[Start of section]

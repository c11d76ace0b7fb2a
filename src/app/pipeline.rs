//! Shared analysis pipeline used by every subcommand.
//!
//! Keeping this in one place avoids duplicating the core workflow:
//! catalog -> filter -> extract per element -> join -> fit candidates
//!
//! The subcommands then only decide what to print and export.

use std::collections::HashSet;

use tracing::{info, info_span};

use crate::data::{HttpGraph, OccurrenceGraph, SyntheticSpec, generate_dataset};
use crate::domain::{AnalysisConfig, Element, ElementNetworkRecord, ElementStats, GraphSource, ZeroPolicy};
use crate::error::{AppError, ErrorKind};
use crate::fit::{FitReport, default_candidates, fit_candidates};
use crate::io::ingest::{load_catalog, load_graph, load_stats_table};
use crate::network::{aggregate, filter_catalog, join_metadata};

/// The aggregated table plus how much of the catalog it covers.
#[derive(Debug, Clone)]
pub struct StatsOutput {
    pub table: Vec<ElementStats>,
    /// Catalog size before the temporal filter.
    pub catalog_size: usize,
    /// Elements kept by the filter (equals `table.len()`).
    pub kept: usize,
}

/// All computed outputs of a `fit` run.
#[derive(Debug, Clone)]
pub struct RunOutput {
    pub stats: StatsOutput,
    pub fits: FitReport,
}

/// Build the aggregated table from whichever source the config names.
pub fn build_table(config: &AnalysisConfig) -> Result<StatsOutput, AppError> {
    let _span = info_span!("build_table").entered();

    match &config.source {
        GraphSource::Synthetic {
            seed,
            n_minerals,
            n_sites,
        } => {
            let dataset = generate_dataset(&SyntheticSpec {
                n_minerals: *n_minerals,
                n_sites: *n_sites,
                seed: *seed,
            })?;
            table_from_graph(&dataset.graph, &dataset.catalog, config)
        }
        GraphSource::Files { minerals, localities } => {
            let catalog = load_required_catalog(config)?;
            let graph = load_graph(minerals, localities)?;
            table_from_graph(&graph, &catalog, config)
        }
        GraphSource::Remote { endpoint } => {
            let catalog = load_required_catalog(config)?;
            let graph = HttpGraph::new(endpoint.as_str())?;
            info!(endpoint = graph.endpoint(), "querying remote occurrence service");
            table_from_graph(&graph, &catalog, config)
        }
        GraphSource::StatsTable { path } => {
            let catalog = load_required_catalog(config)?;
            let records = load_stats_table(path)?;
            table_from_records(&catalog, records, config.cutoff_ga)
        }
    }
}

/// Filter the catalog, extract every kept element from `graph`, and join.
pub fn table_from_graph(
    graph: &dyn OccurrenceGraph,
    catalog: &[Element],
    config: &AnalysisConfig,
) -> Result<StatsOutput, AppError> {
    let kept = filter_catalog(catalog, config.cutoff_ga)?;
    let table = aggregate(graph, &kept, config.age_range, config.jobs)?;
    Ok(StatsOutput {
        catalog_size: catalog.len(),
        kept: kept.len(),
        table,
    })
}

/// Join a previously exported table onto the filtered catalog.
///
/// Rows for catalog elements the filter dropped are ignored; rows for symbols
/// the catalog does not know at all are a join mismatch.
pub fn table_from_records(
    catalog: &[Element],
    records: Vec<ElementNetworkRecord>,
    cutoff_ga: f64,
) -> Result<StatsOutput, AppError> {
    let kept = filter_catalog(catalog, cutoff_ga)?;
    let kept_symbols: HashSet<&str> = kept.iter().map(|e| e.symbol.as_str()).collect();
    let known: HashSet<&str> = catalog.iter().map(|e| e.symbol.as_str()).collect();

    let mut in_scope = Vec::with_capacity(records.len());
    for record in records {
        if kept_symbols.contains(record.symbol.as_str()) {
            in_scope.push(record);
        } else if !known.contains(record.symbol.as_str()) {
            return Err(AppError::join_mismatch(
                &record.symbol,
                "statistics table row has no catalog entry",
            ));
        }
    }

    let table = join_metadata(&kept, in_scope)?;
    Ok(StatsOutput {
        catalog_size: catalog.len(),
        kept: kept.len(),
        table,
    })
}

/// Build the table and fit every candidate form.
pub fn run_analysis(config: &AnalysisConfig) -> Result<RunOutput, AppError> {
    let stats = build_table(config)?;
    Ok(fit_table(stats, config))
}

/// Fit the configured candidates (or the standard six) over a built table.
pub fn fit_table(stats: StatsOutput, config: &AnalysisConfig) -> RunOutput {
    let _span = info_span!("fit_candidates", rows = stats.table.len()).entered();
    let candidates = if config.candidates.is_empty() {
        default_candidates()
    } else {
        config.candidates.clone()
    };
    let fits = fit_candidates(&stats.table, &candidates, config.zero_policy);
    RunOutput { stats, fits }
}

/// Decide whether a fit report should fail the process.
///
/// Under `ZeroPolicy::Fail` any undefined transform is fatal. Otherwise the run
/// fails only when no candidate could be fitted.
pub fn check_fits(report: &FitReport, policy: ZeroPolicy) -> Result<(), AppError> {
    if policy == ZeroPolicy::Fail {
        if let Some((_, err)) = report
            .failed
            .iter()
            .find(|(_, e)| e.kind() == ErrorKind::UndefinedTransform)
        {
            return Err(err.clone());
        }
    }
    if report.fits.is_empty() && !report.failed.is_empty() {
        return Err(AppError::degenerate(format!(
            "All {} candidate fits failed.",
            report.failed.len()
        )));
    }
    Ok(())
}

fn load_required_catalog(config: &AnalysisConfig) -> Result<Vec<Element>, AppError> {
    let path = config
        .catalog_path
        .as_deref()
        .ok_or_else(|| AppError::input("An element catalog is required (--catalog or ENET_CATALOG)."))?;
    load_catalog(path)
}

[End of section]
[Start of section]

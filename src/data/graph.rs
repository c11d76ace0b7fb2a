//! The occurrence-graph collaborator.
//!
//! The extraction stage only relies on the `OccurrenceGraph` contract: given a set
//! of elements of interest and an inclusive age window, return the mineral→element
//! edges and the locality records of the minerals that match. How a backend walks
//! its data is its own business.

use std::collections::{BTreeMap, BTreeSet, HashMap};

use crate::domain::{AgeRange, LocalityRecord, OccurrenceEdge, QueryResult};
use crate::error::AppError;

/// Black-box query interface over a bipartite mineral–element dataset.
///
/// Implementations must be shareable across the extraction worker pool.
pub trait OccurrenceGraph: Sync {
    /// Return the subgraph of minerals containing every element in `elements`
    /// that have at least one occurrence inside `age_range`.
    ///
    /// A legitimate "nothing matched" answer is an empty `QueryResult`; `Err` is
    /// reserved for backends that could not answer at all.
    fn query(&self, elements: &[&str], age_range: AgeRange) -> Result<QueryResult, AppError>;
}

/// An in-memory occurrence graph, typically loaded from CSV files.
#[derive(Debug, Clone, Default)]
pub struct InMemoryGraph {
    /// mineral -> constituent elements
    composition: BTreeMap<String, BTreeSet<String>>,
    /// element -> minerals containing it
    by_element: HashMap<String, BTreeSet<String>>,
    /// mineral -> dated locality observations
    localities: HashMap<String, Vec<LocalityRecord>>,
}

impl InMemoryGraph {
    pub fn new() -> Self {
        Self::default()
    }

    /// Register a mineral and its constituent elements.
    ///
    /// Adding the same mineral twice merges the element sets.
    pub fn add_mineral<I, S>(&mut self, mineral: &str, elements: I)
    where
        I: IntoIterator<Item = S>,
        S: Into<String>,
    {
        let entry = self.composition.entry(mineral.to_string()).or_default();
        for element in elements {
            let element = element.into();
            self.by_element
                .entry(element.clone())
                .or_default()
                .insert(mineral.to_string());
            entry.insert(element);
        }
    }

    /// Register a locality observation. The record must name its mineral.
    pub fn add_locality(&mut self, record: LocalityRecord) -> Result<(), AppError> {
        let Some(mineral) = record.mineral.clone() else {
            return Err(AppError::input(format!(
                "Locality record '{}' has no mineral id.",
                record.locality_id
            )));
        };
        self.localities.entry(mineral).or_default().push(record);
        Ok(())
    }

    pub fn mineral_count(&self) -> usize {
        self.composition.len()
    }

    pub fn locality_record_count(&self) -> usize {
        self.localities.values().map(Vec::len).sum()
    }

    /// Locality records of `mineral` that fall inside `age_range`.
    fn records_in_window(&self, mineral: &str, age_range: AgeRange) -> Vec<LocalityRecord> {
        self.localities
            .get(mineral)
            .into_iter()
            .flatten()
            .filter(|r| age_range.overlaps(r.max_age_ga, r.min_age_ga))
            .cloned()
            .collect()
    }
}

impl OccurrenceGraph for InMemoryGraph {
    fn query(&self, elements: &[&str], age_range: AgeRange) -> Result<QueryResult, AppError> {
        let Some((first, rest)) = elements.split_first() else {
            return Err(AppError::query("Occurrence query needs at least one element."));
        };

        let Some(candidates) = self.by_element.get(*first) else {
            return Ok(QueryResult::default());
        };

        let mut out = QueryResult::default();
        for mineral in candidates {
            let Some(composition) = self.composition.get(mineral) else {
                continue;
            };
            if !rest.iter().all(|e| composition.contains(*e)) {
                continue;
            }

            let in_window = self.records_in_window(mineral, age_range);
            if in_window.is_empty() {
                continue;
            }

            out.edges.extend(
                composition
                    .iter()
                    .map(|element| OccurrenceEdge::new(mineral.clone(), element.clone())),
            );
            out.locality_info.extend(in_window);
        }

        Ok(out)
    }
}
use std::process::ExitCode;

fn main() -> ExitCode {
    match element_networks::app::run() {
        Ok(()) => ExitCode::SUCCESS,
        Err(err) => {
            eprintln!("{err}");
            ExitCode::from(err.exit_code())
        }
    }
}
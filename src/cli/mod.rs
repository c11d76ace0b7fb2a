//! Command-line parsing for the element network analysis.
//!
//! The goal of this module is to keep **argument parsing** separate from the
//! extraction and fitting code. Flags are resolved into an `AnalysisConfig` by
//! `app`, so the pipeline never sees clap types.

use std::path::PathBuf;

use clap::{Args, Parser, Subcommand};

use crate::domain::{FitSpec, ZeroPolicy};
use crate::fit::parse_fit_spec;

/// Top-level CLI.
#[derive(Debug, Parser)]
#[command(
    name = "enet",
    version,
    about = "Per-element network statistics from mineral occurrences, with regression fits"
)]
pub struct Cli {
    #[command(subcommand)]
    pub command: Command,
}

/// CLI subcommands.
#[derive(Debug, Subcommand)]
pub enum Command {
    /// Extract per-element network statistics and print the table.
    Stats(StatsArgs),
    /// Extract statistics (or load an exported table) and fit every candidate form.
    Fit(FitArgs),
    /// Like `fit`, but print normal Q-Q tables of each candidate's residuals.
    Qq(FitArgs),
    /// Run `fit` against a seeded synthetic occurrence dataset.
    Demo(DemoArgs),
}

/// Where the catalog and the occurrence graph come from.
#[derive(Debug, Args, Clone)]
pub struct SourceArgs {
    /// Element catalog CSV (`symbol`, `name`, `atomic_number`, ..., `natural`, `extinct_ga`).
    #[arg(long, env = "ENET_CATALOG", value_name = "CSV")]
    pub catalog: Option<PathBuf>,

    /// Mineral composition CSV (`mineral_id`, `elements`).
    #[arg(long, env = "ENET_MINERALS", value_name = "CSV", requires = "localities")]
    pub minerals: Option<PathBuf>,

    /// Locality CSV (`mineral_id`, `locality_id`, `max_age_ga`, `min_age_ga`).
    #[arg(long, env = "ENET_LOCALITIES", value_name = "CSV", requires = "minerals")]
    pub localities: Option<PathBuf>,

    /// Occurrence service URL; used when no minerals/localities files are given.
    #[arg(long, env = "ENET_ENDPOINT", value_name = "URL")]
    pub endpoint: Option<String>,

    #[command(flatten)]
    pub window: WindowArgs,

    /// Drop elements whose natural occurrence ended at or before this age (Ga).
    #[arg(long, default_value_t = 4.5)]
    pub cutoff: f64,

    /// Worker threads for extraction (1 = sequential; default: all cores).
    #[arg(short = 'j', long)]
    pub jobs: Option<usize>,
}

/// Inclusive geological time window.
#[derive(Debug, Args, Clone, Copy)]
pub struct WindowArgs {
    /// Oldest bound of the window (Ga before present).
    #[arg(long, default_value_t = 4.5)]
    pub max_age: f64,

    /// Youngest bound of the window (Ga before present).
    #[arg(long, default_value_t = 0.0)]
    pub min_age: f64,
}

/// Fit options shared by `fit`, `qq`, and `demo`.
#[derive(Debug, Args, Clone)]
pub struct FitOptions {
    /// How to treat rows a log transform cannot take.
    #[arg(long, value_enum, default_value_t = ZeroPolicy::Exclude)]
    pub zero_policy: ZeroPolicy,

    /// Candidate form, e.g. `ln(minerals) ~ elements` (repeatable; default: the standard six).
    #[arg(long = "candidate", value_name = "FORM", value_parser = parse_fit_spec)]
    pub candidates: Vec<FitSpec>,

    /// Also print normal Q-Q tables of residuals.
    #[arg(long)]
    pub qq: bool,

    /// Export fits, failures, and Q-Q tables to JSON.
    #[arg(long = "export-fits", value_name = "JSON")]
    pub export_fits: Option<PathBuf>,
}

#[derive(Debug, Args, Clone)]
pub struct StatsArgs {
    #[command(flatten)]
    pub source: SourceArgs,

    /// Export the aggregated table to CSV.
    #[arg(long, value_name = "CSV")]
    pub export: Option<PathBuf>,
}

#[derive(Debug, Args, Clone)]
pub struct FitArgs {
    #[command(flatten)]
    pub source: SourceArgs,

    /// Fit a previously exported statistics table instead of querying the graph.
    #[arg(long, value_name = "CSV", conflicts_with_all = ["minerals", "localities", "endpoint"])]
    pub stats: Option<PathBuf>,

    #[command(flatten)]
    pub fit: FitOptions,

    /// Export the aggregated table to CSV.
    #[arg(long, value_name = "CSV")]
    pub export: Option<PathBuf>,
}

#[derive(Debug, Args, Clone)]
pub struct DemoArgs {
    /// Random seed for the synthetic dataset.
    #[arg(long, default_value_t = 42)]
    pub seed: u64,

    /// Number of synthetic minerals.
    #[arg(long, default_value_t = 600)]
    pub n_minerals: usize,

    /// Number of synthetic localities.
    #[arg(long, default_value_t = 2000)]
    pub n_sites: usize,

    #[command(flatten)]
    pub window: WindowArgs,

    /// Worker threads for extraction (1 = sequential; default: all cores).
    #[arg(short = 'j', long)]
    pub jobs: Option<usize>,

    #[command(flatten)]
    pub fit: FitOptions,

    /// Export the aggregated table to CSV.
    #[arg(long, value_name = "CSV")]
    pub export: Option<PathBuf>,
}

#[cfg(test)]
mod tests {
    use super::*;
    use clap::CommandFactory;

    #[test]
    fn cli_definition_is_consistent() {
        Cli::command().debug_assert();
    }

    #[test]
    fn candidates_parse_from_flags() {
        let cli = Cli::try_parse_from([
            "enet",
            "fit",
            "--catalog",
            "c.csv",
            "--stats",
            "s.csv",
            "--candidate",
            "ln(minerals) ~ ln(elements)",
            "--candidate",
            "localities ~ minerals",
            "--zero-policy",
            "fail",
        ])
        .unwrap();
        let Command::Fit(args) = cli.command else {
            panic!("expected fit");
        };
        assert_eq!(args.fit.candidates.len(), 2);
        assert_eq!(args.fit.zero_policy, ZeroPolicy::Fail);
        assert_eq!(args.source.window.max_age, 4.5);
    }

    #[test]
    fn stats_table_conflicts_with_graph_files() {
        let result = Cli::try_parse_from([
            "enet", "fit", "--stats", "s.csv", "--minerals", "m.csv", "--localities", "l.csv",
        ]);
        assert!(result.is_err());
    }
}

[End of section]
[Start of section]

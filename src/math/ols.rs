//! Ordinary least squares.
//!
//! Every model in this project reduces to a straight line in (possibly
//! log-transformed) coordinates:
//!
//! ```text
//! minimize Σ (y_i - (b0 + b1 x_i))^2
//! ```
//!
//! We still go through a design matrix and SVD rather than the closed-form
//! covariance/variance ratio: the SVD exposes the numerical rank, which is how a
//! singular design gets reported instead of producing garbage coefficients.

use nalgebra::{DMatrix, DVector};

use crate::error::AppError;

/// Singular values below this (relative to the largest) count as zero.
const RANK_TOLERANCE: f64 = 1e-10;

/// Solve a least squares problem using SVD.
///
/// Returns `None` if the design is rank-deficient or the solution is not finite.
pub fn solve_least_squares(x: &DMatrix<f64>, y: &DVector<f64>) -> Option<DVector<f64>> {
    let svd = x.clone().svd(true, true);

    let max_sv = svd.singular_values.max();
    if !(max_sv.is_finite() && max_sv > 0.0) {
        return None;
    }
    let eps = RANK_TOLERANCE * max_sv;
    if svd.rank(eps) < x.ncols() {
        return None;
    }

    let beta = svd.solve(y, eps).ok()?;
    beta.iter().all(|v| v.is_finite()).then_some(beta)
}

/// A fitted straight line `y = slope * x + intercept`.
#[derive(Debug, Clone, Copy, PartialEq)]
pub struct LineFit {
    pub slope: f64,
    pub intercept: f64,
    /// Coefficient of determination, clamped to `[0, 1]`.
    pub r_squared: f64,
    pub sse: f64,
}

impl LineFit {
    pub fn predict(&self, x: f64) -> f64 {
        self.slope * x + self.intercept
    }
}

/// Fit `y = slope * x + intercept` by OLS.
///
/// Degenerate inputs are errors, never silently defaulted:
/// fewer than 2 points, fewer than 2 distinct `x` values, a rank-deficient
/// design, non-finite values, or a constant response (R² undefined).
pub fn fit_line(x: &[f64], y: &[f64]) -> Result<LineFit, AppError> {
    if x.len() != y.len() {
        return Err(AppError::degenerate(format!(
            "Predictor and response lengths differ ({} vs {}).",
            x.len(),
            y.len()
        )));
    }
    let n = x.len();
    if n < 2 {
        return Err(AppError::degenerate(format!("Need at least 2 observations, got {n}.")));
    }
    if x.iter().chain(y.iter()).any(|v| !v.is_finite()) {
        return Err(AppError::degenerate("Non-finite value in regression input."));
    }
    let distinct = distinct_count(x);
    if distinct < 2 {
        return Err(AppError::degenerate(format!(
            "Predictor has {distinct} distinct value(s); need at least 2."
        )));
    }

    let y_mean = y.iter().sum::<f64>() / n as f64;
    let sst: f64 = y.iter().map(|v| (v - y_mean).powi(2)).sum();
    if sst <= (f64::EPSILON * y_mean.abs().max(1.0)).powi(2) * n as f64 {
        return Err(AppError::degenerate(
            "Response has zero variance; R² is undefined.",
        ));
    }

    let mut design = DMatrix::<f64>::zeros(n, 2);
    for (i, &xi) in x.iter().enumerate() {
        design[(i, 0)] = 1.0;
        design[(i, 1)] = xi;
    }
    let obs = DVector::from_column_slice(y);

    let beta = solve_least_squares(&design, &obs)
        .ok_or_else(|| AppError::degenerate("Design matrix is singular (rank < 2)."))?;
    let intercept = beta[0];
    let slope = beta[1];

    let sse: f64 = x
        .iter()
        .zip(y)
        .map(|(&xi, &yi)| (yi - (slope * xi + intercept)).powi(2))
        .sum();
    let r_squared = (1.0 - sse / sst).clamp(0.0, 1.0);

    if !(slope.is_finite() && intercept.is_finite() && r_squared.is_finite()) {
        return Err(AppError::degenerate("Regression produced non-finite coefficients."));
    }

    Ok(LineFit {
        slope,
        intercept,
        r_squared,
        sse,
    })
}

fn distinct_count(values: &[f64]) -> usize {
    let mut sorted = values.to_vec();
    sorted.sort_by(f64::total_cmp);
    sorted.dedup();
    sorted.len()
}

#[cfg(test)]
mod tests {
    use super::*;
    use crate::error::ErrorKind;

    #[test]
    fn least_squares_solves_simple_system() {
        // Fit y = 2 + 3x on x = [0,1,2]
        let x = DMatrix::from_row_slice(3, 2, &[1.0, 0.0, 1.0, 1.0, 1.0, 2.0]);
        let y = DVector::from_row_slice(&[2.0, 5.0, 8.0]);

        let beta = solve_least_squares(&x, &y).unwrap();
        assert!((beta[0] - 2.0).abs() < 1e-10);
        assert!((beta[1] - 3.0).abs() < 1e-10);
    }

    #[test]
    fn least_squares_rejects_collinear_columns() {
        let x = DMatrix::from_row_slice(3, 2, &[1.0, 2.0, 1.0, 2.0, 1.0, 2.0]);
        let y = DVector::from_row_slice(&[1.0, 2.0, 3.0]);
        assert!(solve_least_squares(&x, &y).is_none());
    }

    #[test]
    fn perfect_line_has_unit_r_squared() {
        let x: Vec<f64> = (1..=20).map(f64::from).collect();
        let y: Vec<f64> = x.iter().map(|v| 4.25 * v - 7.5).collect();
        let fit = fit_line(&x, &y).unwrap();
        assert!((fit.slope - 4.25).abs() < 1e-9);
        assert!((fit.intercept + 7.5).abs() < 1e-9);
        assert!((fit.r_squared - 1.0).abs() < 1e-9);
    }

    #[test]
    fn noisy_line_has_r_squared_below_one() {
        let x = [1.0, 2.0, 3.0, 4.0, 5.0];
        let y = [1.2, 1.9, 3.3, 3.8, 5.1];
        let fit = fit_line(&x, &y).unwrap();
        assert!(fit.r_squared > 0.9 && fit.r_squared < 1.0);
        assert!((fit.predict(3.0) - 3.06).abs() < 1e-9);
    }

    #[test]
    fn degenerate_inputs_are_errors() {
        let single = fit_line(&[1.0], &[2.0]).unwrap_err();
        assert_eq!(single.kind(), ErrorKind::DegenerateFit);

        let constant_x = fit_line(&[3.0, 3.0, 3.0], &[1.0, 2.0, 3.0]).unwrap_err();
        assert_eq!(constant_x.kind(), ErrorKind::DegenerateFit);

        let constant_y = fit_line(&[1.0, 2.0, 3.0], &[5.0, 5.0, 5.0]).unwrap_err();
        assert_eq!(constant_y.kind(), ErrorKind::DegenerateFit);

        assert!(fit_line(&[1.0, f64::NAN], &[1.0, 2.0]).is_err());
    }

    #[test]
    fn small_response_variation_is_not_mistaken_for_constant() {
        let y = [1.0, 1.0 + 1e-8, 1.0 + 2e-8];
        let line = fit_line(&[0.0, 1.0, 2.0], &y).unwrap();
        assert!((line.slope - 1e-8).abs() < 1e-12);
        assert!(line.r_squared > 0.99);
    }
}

[End of section]

- [Task to complete] The lines you need are those containing "entered"; find them in the records and copy them.

- [Exercise solution]
    let _span = info_span!("build_table").entered();
    let _span = info_span!("fit_candidates", rows = stats.table.len()).entered();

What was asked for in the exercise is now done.